Les popovtsy ont un clergé, et ce clergé n’est plus emprunté à l’église orthodoxe, il n’est plus composé de popes transfuges ou dégradés. La popovstchine a ses évêques, elle a sa hiérarchie indépendante, et par une combinaison hardie la tête de cette hiérarchie a été placée à l’étranger hors de la portée de la puissance russe. C’est là sans doute une des raisons pour lesquelles l’autel de Rogojski est scellé et la cathédrale du schisme interdite aux prêtres schismatiques. Au temps même où ses murailles les couvraient le mieux de leur ombre, le cimetière moscovite laissait les starovères à la discrétion de l’état, les laissait surtout sous la dépendance de l’église, à laquelle ils étaient obligés de dérober leurs prêtres. Pour échapper à cette dépendance, à la fois humiliante et dispendieuse, il fallait aux vieux-croyans une hiérarchie, un épiscopat. Toutes leurs tentatives pour s’en procurer demeurèrent longtemps infructueuses. Un historien orthodoxe assure que, dans le désespoir de découvrir une main vivante pour leur consacrer des évêques, certains vieux-croyans proposèrent d’avoir recours à la main d’un mort[9]. Le projet n’eut point de suite. « Quand sa main serait placée sur la tête du candidat à l’épiscopat, la bouche de l’évêque défunt demeurerait muette, firent observer les plus timides, et qui de nous a le droit de prononcer la prière épiscopale pendant l’imposition des mains ? » Plusieurs fois des communautés schismatiques en quête d’un prélat avaient été dupes de hardis imposteurs. La manière dont après deux siècles d’attente les popovtsy ont retrouvé une hiérarchie ecclésiastique est un des épisodes les moins connus et les plus curieux de l’histoire du XIXe siècle.

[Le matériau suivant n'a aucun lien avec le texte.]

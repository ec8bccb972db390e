//! Lifecycle notifications.
//!
//! A dispatch emits `transitioning` before its handler runs and, only when
//! the new state was committed, `transitioned` followed by
//! `transitioned_to_<state>`. Lifecycle events forwarded by the overlay use
//! the same emitter.

mod emitter;
mod signal;

pub use emitter::{Emitter, Listener, SubscriptionId};
pub use signal::{
    is_reserved, transitioned_to, Signal, TRANSITIONED, TRANSITIONED_TO_PREFIX, TRANSITIONING,
};
//! Declarative transition definitions.

use super::state::State;
use serde::{Deserialize, Serialize};

/// Source states a transition accepts.
#[derive(Clone, Debug, PartialEq, Serialize, Deserialize)]
#[serde(bound = "", untagged)]
pub enum FromStates<S: State> {
    /// Exactly one source state.
    One(S),
    /// Any state in the set.
    AnyOf(Vec<S>),
}

impl<S: State> FromStates<S> {
    /// Check whether `current` is accepted as a source (pure).
    pub fn matches(&self, current: &S) -> bool {
        match self {
            Self::One(state) => state == current,
            Self::AnyOf(states) => states.contains(current),
        }
    }

    /// All source states, in declaration order.
    pub fn states(&self) -> Vec<&S> {
        match self {
            Self::One(state) => vec![state],
            Self::AnyOf(states) => states.iter().collect(),
        }
    }

    pub fn is_empty(&self) -> bool {
        matches!(self, Self::AnyOf(states) if states.is_empty())
    }
}

impl<S: State> From<S> for FromStates<S> {
    fn from(state: S) -> Self {
        Self::One(state)
    }
}

impl<S: State> From<Vec<S>> for FromStates<S> {
    fn from(states: Vec<S>) -> Self {
        Self::AnyOf(states)
    }
}

/// A legal `(from, event, to)` triple.
///
/// Several definitions may share a `name`; the table picks the one whose
/// `from` accepts the entity's current state.
#[derive(Clone, Debug, PartialEq, Serialize, Deserialize)]
#[serde(bound = "")]
pub struct TransitionDefinition<S: State> {
    pub name: String,
    pub from: FromStates<S>,
    pub to: S,
}

impl<S: State> TransitionDefinition<S> {
    pub fn new(name: impl Into<String>, from: impl Into<FromStates<S>>, to: S) -> Self {
        Self {
            name: name.into(),
            from: from.into(),
            to,
        }
    }

    /// Check if this definition applies to `event` from `current` (pure)
    pub fn applies(&self, event: &str, current: &S) -> bool {
        self.name == event && self.from.matches(current)
    }
}

#[cfg(test)]
mod tests {
    use super::*;

    #[test]
    fn single_source_matches_by_equality() {
        let definition =
            TransitionDefinition::new("submit", "draft".to_string(), "review".to_string());

        assert!(definition.applies("submit", &"draft".to_string()));
        assert!(!definition.applies("submit", &"review".to_string()));
        assert!(!definition.applies("approve", &"draft".to_string()));
    }

    #[test]
    fn source_set_matches_by_membership() {
        let definition = TransitionDefinition::new(
            "archive",
            vec!["draft".to_string(), "review".to_string()],
            "archived".to_string(),
        );

        assert!(definition.applies("archive", &"draft".to_string()));
        assert!(definition.applies("archive", &"review".to_string()));
        assert!(!definition.applies("archive", &"published".to_string()));
    }

    #[test]
    fn empty_source_set_matches_nothing() {
        let from: FromStates<String> = FromStates::AnyOf(Vec::new());

        assert!(from.is_empty());
        assert!(!from.matches(&"draft".to_string()));
    }

    #[test]
    fn from_states_deserializes_single_or_list() {
        let one: FromStates<String> = serde_json::from_str("\"draft\"").unwrap();
        let many: FromStates<String> = serde_json::from_str("[\"draft\",\"review\"]").unwrap();

        assert_eq!(one, FromStates::One("draft".to_string()));
        assert_eq!(many.states().len(), 2);
    }
}
//! State machine overlay that executes guarded transitions on an entity.

use crate::builder::{BuildError, Definition};
use crate::config::{CommitFailurePolicy, OverlayConfig};
use crate::core::{
    ActiveTransition, GuardState, State, StateHistory, TransitionGuard, TransitionRecord,
    TransitionTable,
};
use crate::effects::draft::Draft;
use crate::effects::error::DispatchError;
use crate::effects::handler::Handler;
use crate::entity::{Entity, StateAccessError, StateAccessor};
use crate::notify::{Emitter, Signal, SubscriptionId};
use std::sync::{Arc, Mutex, MutexGuard, OnceLock, PoisonError};
use tracing::Instrument;

fn lock<T>(mutex: &Mutex<T>) -> MutexGuard<'_, T> {
    mutex.lock().unwrap_or_else(PoisonError::into_inner)
}

/// Table and initial state captured when the machine was armed.
struct Armed<S: State, E, A, R> {
    table: TransitionTable<S, Handler<E, A, R>>,
    initial: S,
}

struct Shared<S: State, E, A, R> {
    entity: Mutex<E>,
    definition: Definition<S, E, A, R>,
    config: OverlayConfig,
    accessor: StateAccessor<S>,
    armed: OnceLock<Armed<S, E, A, R>>,
    guard: TransitionGuard<S>,
    emitter: Emitter<S>,
    history: Mutex<StateHistory<S>>,
}

/// A state machine attached to one entity instance.
///
/// Each declared event becomes an async operation that runs at most one at a
/// time per instance: a call made while another transition is in flight is
/// rejected, never queued. The entity stays the only owner of its state;
/// the machine reads and writes it through the configured state field.
///
/// The machine is a cheap handle; clones share the same entity, guard and
/// subscribers.
///
/// # Example
///
/// ```rust
/// use statekeep::builder::{transition, DefinitionBuilder};
/// use statekeep::entity::{MemoryStore, Record};
/// use statekeep::effects::StateMachine;
/// use serde_json::json;
///
/// # futures::executor::block_on(async {
/// let definition = DefinitionBuilder::<String, Record, (), ()>::new()
///     .transition(transition("submit", "draft".to_string(), "review".to_string()))
///     .succeeds("submit")
///     .build()
///     .unwrap();
///
/// let record = Record::new(MemoryStore::shared()).with_field("state", json!("draft"));
/// let machine = StateMachine::attach(record, definition);
/// machine.trigger("created").unwrap();
///
/// machine.fire("submit", ()).await.unwrap();
/// assert_eq!(machine.state().unwrap(), "review");
/// # });
/// ```
pub struct StateMachine<S: State, E, A = (), R = ()> {
    shared: Arc<Shared<S, E, A, R>>,
}

impl<S: State, E, A, R> Clone for StateMachine<S, E, A, R> {
    fn clone(&self) -> Self {
        Self {
            shared: Arc::clone(&self.shared),
        }
    }
}

impl<S, E, A, R> StateMachine<S, E, A, R>
where
    S: State + 'static,
    E: Entity,
    A: Send + 'static,
    R: Send + 'static,
{
    /// Attach `definition` to `entity` with the default configuration.
    ///
    /// The machine starts unarmed; see [`trigger`](Self::trigger).
    pub fn attach(entity: E, definition: Definition<S, E, A, R>) -> Self {
        Self::with_config(entity, definition, OverlayConfig::default())
    }

    pub fn with_config(entity: E, definition: Definition<S, E, A, R>, config: OverlayConfig) -> Self {
        let accessor = StateAccessor::new(config.state_field.clone());
        Self {
            shared: Arc::new(Shared {
                entity: Mutex::new(entity),
                definition,
                config,
                accessor,
                armed: OnceLock::new(),
                guard: TransitionGuard::new(),
                emitter: Emitter::new(),
                history: Mutex::new(StateHistory::new()),
            }),
        }
    }

    // ----- arming -----

    /// Report an entity lifecycle event such as `created` or `fetched`.
    ///
    /// The first configured lifecycle event arms the machine; later ones are
    /// no-ops. Every lifecycle event is forwarded to subscribers after
    /// arming was attempted. Returns whether this call armed the machine.
    pub fn trigger(&self, lifecycle: &str) -> Result<bool, BuildError> {
        let armed = if self.shared.config.arms_on(lifecycle) {
            self.arm()
        } else {
            Ok(false)
        };

        self.shared.emitter.emit(&Signal::Lifecycle {
            name: lifecycle.to_string(),
        });
        armed
    }

    /// Build the transition table and take the entity's current state as
    /// the initial state. Returns `Ok(false)` if already armed.
    ///
    /// A failed attempt leaves the machine unarmed.
    pub fn arm(&self) -> Result<bool, BuildError> {
        let shared = &*self.shared;
        if shared.armed.get().is_some() {
            return Ok(false);
        }

        let table = shared.definition.compile(shared.config.on_ambiguity)?;
        let initial = shared.read_state()?;

        if !table.states().contains(&&initial) {
            tracing::warn!(
                state = %initial.name(),
                "Initial state is not referenced by any transition"
            );
        }

        let state_name = initial.name().to_string();
        if shared.armed.set(Armed { table, initial }).is_err() {
            return Ok(false);
        }

        tracing::info!(initial = %state_name, "State machine armed");
        Ok(true)
    }

    pub fn is_armed(&self) -> bool {
        self.shared.armed.get().is_some()
    }

    /// State read from the entity when the machine was armed.
    pub fn initial_state(&self) -> Option<S> {
        self.shared.armed.get().map(|armed| armed.initial.clone())
    }

    // ----- inspection -----

    /// Current state, read from the entity.
    pub fn state(&self) -> Result<S, StateAccessError> {
        self.shared.read_state()
    }

    /// Snapshot of the entity.
    pub fn entity(&self) -> E {
        lock(&self.shared.entity).clone()
    }

    pub fn with_entity<T>(&self, f: impl FnOnce(&E) -> T) -> T {
        f(&*lock(&self.shared.entity))
    }

    pub fn config(&self) -> &OverlayConfig {
        &self.shared.config
    }

    pub fn is_busy(&self) -> bool {
        self.shared.guard.is_busy()
    }

    pub fn active_transition(&self) -> Option<ActiveTransition<S>> {
        self.shared.guard.active()
    }

    pub fn guard_state(&self) -> GuardState<S> {
        self.shared.guard.state()
    }

    /// Committed transitions, oldest first.
    pub fn history(&self) -> StateHistory<S> {
        lock(&self.shared.history).clone()
    }

    /// Declared event names in first-declared order.
    pub fn events(&self) -> Vec<String> {
        match self.shared.armed.get() {
            Some(armed) => armed.table.event_names().to_vec(),
            None => self.shared.definition.event_names(),
        }
    }

    /// Events that could fire right now.
    ///
    /// Empty while unarmed or while a transition is in flight.
    pub fn available_events(&self) -> Vec<String> {
        let Some(armed) = self.shared.armed.get() else {
            return Vec::new();
        };
        if self.shared.guard.is_busy() {
            return Vec::new();
        }
        match self.shared.read_state() {
            Ok(current) => armed
                .table
                .available(&current)
                .into_iter()
                .map(str::to_string)
                .collect(),
            Err(_) => Vec::new(),
        }
    }

    /// Whether `event` would currently be accepted.
    pub fn can(&self, event: &str) -> bool {
        self.available_events().iter().any(|e| e == event)
    }

    // ----- subscriptions -----

    pub fn subscribe<F>(&self, listener: F) -> SubscriptionId
    where
        F: Fn(&Signal<S>) + Send + Sync + 'static,
    {
        self.shared.emitter.subscribe(listener)
    }

    /// Listen to one signal name, e.g. `transitioned_to_review`.
    pub fn on<F>(&self, name: impl Into<String>, listener: F) -> SubscriptionId
    where
        F: Fn(&Signal<S>) + Send + Sync + 'static,
    {
        self.shared.emitter.on(name, listener)
    }

    pub fn unsubscribe(&self, id: SubscriptionId) -> bool {
        self.shared.emitter.unsubscribe(id)
    }

    // ----- mutation -----

    /// Change fields of the entity other than its state field.
    ///
    /// Refused while a transition is in flight. A change to the state field
    /// is undone and reported.
    pub fn modify<T>(&self, f: impl FnOnce(&mut E) -> T) -> Result<T, DispatchError> {
        let shared = &*self.shared;
        let mut entity = lock(&shared.entity);
        if let Some(active) = shared.guard.active() {
            return Err(DispatchError::EntityLocked {
                active: active.event,
            });
        }

        let field = shared.accessor.field();
        let before = entity.get_field(field);
        let result = f(&mut *entity);

        if entity.get_field(field) != before {
            match before {
                Some(value) => entity.set_field(field, value),
                None => {
                    entity.remove_field(field);
                }
            }
            return Err(DispatchError::StateFieldProtected {
                field: field.to_string(),
            });
        }
        Ok(result)
    }

    /// Operation handle for one declared event.
    pub fn event(&self, name: &str) -> Option<Event<'_, S, E, A, R>> {
        self.events()
            .into_iter()
            .find(|event| event == name)
            .map(|name| Event {
                machine: self,
                name,
            })
    }

    // ----- dispatch -----

    /// Fire `event` with the caller's `args`.
    ///
    /// Resolves with the handler's result once the new state has been
    /// committed. The guard is released on every exit path.
    pub async fn fire(&self, event: &str, args: A) -> Result<R, DispatchError> {
        let span = tracing::debug_span!(
            "transition",
            event = %event,
            id = tracing::field::Empty
        );
        self.dispatch(event, args).instrument(span).await
    }

    async fn dispatch(&self, event: &str, args: A) -> Result<R, DispatchError> {
        let shared = &*self.shared;
        let armed = shared.armed.get().ok_or_else(|| DispatchError::NotArmed {
            event: event.to_string(),
        })?;
        let table = &armed.table;
        if !table.declares(event) {
            return Err(DispatchError::UnknownEvent {
                event: event.to_string(),
            });
        }

        // Busy instances reject before anything else is looked at
        if let Some(active) = shared.guard.active() {
            tracing::warn!(active = %active.event, "Transition already in progress");
            return Err(DispatchError::TransitionInProgress {
                event: event.to_string(),
                active: active.event,
            });
        }

        let from = shared.read_state()?;
        let Some(definition) = table.resolve(event, &from) else {
            tracing::warn!(from = %from.name(), "No transition for event from current state");
            return Err(DispatchError::InvalidTransition {
                from: from.name().to_string(),
                event: event.to_string(),
            });
        };
        let handler = table
            .handler(event)
            .ok_or_else(|| DispatchError::UnknownEvent {
                event: event.to_string(),
            })?;

        let active = ActiveTransition::begin(definition, from);
        let permit = shared
            .guard
            .try_acquire(active.clone())
            .map_err(|holder| DispatchError::TransitionInProgress {
                event: event.to_string(),
                active: holder.event,
            })?;
        tracing::Span::current().record("id", tracing::field::display(active.id));
        tracing::debug!(
            from = %active.from.name(),
            to = %active.to.name(),
            "Guard acquired"
        );

        shared.emitter.emit(&Signal::Transitioning {
            to: active.to.clone(),
            from: active.from.clone(),
            event: active.event.clone(),
        });

        let draft = Draft::new(lock(&shared.entity).clone());
        let result = handler.invoke(draft.clone(), args).await.map_err(|err| {
            tracing::warn!(error = %err, "Transition handler failed; state unchanged");
            DispatchError::Handler(err)
        })?;

        // The draft is committed as a whole and only then replaces the live entity
        let mut working = draft.snapshot();
        shared.accessor.write(&mut working, &active.to)?;
        let committed = working.commit().await;
        if let Err(err) = committed {
            tracing::error!(
                error = %err,
                to = %active.to.name(),
                "Commit failed; transition signals suppressed"
            );
            match shared.config.on_commit_failure {
                CommitFailurePolicy::KeepDivergence => *lock(&shared.entity) = working,
                CommitFailurePolicy::RollBack => {
                    tracing::debug!("Working copy discarded after failed commit");
                }
            }
            return Err(DispatchError::Persistence(err));
        }
        *lock(&shared.entity) = working;

        shared.journal(TransitionRecord::committed(active.clone()));
        permit.release();
        tracing::info!(
            from = %active.from.name(),
            to = %active.to.name(),
            "Transition committed"
        );

        shared.emitter.emit(&Signal::Transitioned {
            to: active.to.clone(),
            from: active.from.clone(),
            event: active.event.clone(),
        });
        shared.emitter.emit(&Signal::TransitionedTo {
            to: active.to,
            from: active.from,
            event: active.event,
        });

        Ok(result)
    }
}

impl<S: State, E: Entity, A, R> Shared<S, E, A, R> {
    fn read_state(&self) -> Result<S, StateAccessError> {
        self.accessor.read(&*lock(&self.entity))
    }

    fn journal(&self, record: TransitionRecord<S>) {
        let mut history = lock(&self.history);
        history.push(record);
        if self.config.history_limit > 0 {
            history.trim_to(self.config.history_limit);
        }
    }
}

/// One declared event of a [`StateMachine`], callable as an operation.
pub struct Event<'a, S: State, E, A, R> {
    machine: &'a StateMachine<S, E, A, R>,
    name: String,
}

impl<S, E, A, R> Event<'_, S, E, A, R>
where
    S: State + 'static,
    E: Entity,
    A: Send + 'static,
    R: Send + 'static,
{
    pub fn name(&self) -> &str {
        &self.name
    }

    pub fn can(&self) -> bool {
        self.machine.can(&self.name)
    }

    pub async fn call(&self, args: A) -> Result<R, DispatchError> {
        self.machine.fire(&self.name, args).await
    }
}
//! Errors surfaced by event dispatch.

use crate::entity::StateAccessError;
use crate::BoxError;
use std::error::Error as StdError;
use thiserror::Error;

/// Errors that can occur when firing an event.
#[derive(Debug, Error)]
pub enum DispatchError {
    #[error("State machine is not armed yet; event '{event}' cannot fire")]
    NotArmed { event: String },

    #[error("Unknown event '{event}'")]
    UnknownEvent { event: String },

    /// Another transition holds the guard. Nothing was changed.
    #[error("Entity is in the middle of transition '{active}'; '{event}' rejected")]
    TransitionInProgress { event: String, active: String },

    /// No transition for the event accepts the current state. Nothing was changed.
    #[error("Transition from '{from}' via '{event}' not supported")]
    InvalidTransition { from: String, event: String },

    /// Direct entity modification attempted while a transition is in flight.
    #[error("Entity is locked by transition '{active}'")]
    EntityLocked { active: String },

    #[error("State field '{field}' can only change through a transition")]
    StateFieldProtected { field: String },

    #[error(transparent)]
    StateAccess(#[from] StateAccessError),

    /// The handler failed. State is unchanged.
    #[error("Transition handler failed: {0}")]
    Handler(#[source] BoxError),

    /// The commit failed after the handler succeeded.
    #[error("Commit failed: {0}")]
    Persistence(#[source] BoxError),
}

impl DispatchError {
    /// Rejected before any handler ran or any state was touched.
    pub fn is_rejection(&self) -> bool {
        matches!(
            self,
            Self::NotArmed { .. }
                | Self::UnknownEvent { .. }
                | Self::TransitionInProgress { .. }
                | Self::InvalidTransition { .. }
                | Self::EntityLocked { .. }
        )
    }

    /// Retrying the same call can succeed without a state change in between.
    ///
    /// Handler failures count as retryable only for idempotent handlers; the
    /// overlay cannot know that, so the caller decides.
    pub fn is_retryable(&self) -> bool {
        matches!(
            self,
            Self::TransitionInProgress { .. } | Self::EntityLocked { .. } | Self::Handler(_)
        )
    }

    /// Downcast a propagated handler or commit error.
    pub fn downcast_ref<T: StdError + 'static>(&self) -> Option<&T> {
        match self {
            Self::Handler(err) | Self::Persistence(err) => err.downcast_ref::<T>(),
            _ => None,
        }
    }
}

#[cfg(test)]
mod tests {
    use super::*;

    #[derive(Debug, Error)]
    #[error("disk full")]
    struct DiskFull;

    #[test]
    fn invalid_transition_names_state_and_event() {
        let err = DispatchError::InvalidTransition {
            from: "published".to_string(),
            event: "submit".to_string(),
        };

        assert_eq!(
            err.to_string(),
            "Transition from 'published' via 'submit' not supported"
        );
        assert!(err.is_rejection());
        assert!(!err.is_retryable());
    }

    #[test]
    fn in_progress_is_retryable_rejection() {
        let err = DispatchError::TransitionInProgress {
            event: "approve".to_string(),
            active: "approve".to_string(),
        };

        assert!(err.is_rejection());
        assert!(err.is_retryable());
    }

    #[test]
    fn persistence_error_downcasts_to_source() {
        let err = DispatchError::Persistence(Box::new(DiskFull));

        assert!(err.downcast_ref::<DiskFull>().is_some());
        assert!(err.source().is_some());
        assert!(!err.is_rejection());
        assert!(!err.is_retryable());
    }
}
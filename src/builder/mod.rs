//! Builder API for declaring state machines.
//!
//! This module provides fluent builders and macros for declaring
//! transitions and handlers, and the validation that turns a definition
//! into a transition table.

pub mod definition;
pub mod error;
pub mod macros;
pub mod transition;

pub use definition::{Definition, DefinitionBuilder};
pub use error::{BuildError, DefinitionViolation};
pub use transition::TransitionBuilder;

use crate::core::{FromStates, State, TransitionDefinition};

/// Shorthand for a transition definition.
///
/// # Example
///
/// ```
/// use statekeep::builder::transition;
///
/// let submit = transition("submit", "draft".to_string(), "review".to_string());
/// let archive = transition(
///     "archive",
///     vec!["draft".to_string(), "review".to_string()],
///     "archived".to_string(),
/// );
///
/// assert!(submit.applies("submit", &"draft".to_string()));
/// assert!(archive.applies("archive", &"review".to_string()));
/// ```
pub fn transition<S: State>(
    name: impl Into<String>,
    from: impl Into<FromStates<S>>,
    to: S,
) -> TransitionDefinition<S> {
    TransitionDefinition::new(name, from, to)
}
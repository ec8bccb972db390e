//! Transition handlers.

use super::draft::Draft;
use crate::entity::Entity;
use crate::BoxError;
use futures::future::{self, BoxFuture, FutureExt};
use std::future::Future;
use std::sync::Arc;
use stillwater::effect::{BoxedEffect, Effect};
use stillwater::prelude::*;

/// Factory producing a fresh effect per invocation; the effect runs with
/// the entity's draft as its environment.
pub type EffectHandler<E, A, R> =
    Arc<dyn Fn(A) -> BoxedEffect<R, BoxError, Draft<E>> + Send + Sync>;

/// Async function receiving the entity's draft and the caller's arguments.
pub type FutureHandler<E, A, R> =
    Arc<dyn Fn(Draft<E>, A) -> BoxFuture<'static, Result<R, BoxError>> + Send + Sync>;

/// Business logic run for an event before the new state is committed.
///
/// A handler runs against a [`Draft`] of the entity taken when the
/// transition was acquired. Fields it sets are committed with the new state.
/// Its result is handed back to the caller once the commit succeeds.
pub enum Handler<E, A, R> {
    Effect(EffectHandler<E, A, R>),
    Future(FutureHandler<E, A, R>),
}

impl<E, A, R> Clone for Handler<E, A, R> {
    fn clone(&self) -> Self {
        match self {
            Self::Effect(f) => Self::Effect(Arc::clone(f)),
            Self::Future(f) => Self::Future(Arc::clone(f)),
        }
    }
}

impl<E: Entity, A: Send + 'static, R: Send + 'static> Handler<E, A, R> {
    /// Handler built from a stillwater effect factory.
    ///
    /// # Example
    ///
    /// ```rust
    /// use statekeep::effects::{Draft, Handler};
    /// use statekeep::entity::Record;
    /// use stillwater::prelude::*;
    ///
    /// // Reads the entity it runs against
    /// let word_count: Handler<Record, (), usize> = Handler::effect(|_args: ()| {
    ///     from_fn(|draft: &Draft<Record>| {
    ///         let body = draft.get_field("body").unwrap_or_default();
    ///         Ok(body.as_str().map(|b| b.split_whitespace().count()).unwrap_or(0))
    ///     })
    ///     .boxed()
    /// });
    /// ```
    pub fn effect<F>(factory: F) -> Self
    where
        F: Fn(A) -> BoxedEffect<R, BoxError, Draft<E>> + Send + Sync + 'static,
    {
        Self::Effect(Arc::new(factory))
    }

    /// Handler built from an async function.
    ///
    /// # Example
    ///
    /// ```rust
    /// use serde_json::json;
    /// use statekeep::effects::Handler;
    /// use statekeep::entity::Record;
    /// use statekeep::BoxError;
    ///
    /// let assign: Handler<Record, String, ()> = Handler::future(|draft, reviewer: String| async move {
    ///     draft.set_field("reviewer", json!(reviewer));
    ///     Ok::<_, BoxError>(())
    /// });
    /// ```
    pub fn future<F, Fut>(f: F) -> Self
    where
        F: Fn(Draft<E>, A) -> Fut + Send + Sync + 'static,
        Fut: Future<Output = Result<R, BoxError>> + Send + 'static,
    {
        Self::Future(Arc::new(move |entity, args| f(entity, args).boxed()))
    }

    /// Handler that does nothing and succeeds with `R::default()`.
    pub fn succeeds() -> Self
    where
        R: Default,
    {
        Self::future(|_, _| future::ready(Ok(R::default())))
    }

    /// Run the handler against `draft` with the caller's `args`.
    pub async fn invoke(&self, draft: Draft<E>, args: A) -> Result<R, BoxError> {
        match self {
            Self::Effect(factory) => factory(args).run(&draft).await,
            Self::Future(f) => f(draft, args).await,
        }
    }
}

#[cfg(test)]
mod tests {
    use super::*;
    use crate::entity::{MemoryStore, Record};
    use serde_json::json;

    #[derive(Debug, thiserror::Error)]
    #[error("network unreachable")]
    struct NetworkError;

    fn draft() -> Draft<Record> {
        Draft::new(Record::new(MemoryStore::shared()).with_field("title", json!("Release notes")))
    }

    #[tokio::test]
    async fn effect_handler_runs_against_entity() {
        let handler: Handler<Record, (), String> = Handler::effect(|_| {
            from_fn(|draft: &Draft<Record>| {
                Ok(draft
                    .get_field("title")
                    .and_then(|t| t.as_str().map(str::to_string))
                    .unwrap_or_default())
            })
            .boxed()
        });

        let title = handler.invoke(draft(), ()).await.unwrap();
        assert_eq!(title, "Release notes");
    }

    #[tokio::test]
    async fn pure_effect_returns_value() {
        let handler: Handler<Record, u32, u32> = Handler::effect(|n| pure(n * 2).boxed());

        assert_eq!(handler.invoke(draft(), 21).await.unwrap(), 42);
    }

    #[tokio::test]
    async fn future_handler_receives_args() {
        let handler: Handler<Record, String, String> =
            Handler::future(|_, reviewer: String| async move {
                Ok::<_, BoxError>(format!("assigned {reviewer}"))
            });

        let result = handler.invoke(draft(), "ada".to_string()).await.unwrap();
        assert_eq!(result, "assigned ada");
    }

    #[tokio::test]
    async fn handler_errors_are_propagated() {
        let handler: Handler<Record, (), ()> =
            Handler::future(|_, _| async { Err::<(), BoxError>(NetworkError.into()) });

        let err = handler.invoke(draft(), ()).await.unwrap_err();
        assert!(err.downcast_ref::<NetworkError>().is_some());
    }

    #[tokio::test]
    async fn succeeds_returns_default() {
        let handler: Handler<Record, (), Vec<u8>> = Handler::succeeds();

        assert!(handler.invoke(draft(), ()).await.unwrap().is_empty());
    }

    #[tokio::test]
    async fn field_writes_land_on_the_draft() {
        let handler: Handler<Record, (), ()> = Handler::future(|draft: Draft<Record>, _| async move {
            draft.set_field("published_at", json!("2026-10-16"));
            Ok::<_, BoxError>(())
        });
        let target = draft();

        handler.invoke(target.clone(), ()).await.unwrap();

        assert_eq!(target.get_field("published_at"), Some(json!("2026-10-16")));
    }

    #[tokio::test]
    async fn effect_handler_can_update_draft() {
        let handler: Handler<Record, u32, ()> = Handler::effect(|priority| {
            from_fn(move |draft: &Draft<Record>| {
                draft.set_field("priority", json!(priority));
                Ok(())
            })
            .boxed()
        });
        let target = draft();

        handler.invoke(target.clone(), 3).await.unwrap();

        assert_eq!(target.get_field("priority"), Some(json!(3)));
    }
}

C’est à l’aide d’alliés sur lesquels ils ne comptaient point, alliés dont la plupart d’entre eux eussent désavoué le concours, que les dissidens sont parvenus à réaliser leur long rêve de hiérarchie indépendante. Les vieux Moscovites, les hommes les plus nationaux et les plus conservateurs de l’ancienne Russie, ont rencontré pour auxiliaires les promoteurs de la révolution cosmopolite et les ennemis de la grandeur russe. Avec ses millions d’adeptes, dont le nombre semble d’autant plus effrayant qu’il est indéterminé, avec ses ramifications occultes et ses secrètes affiliations d’un bout de l’empire à l’autre, le raskol devait paraître un terrain trop favorable à la révolution pour ne point attirer l’attention des révolutionnaires et des ennemis politiques ou sociaux du gouvernement des tsars. En quel pays trouver une force mieux préparée, une opposition plus facile à organiser que ces églises populaires confinées dans les classes inférieures ou les classes ignorantes de la société, et en même temps détenant dans leurs mains une partie notable des capitaux de la Russie, hostiles par éducation à l’ordre de choses établi et comptant de nombreux adeptes parmi les populations et les milices les plus guerrières de l’empire ? N’était-ce pas là le côté faible, le point vulnérable du colosse russe ? Il semblait qu’il n’y eût qu’à rapprocher ces matériaux épars, à les lier ensemble et à leur donner une impulsion unique pour ébranler jusqu’en sa base le grand empire du nord.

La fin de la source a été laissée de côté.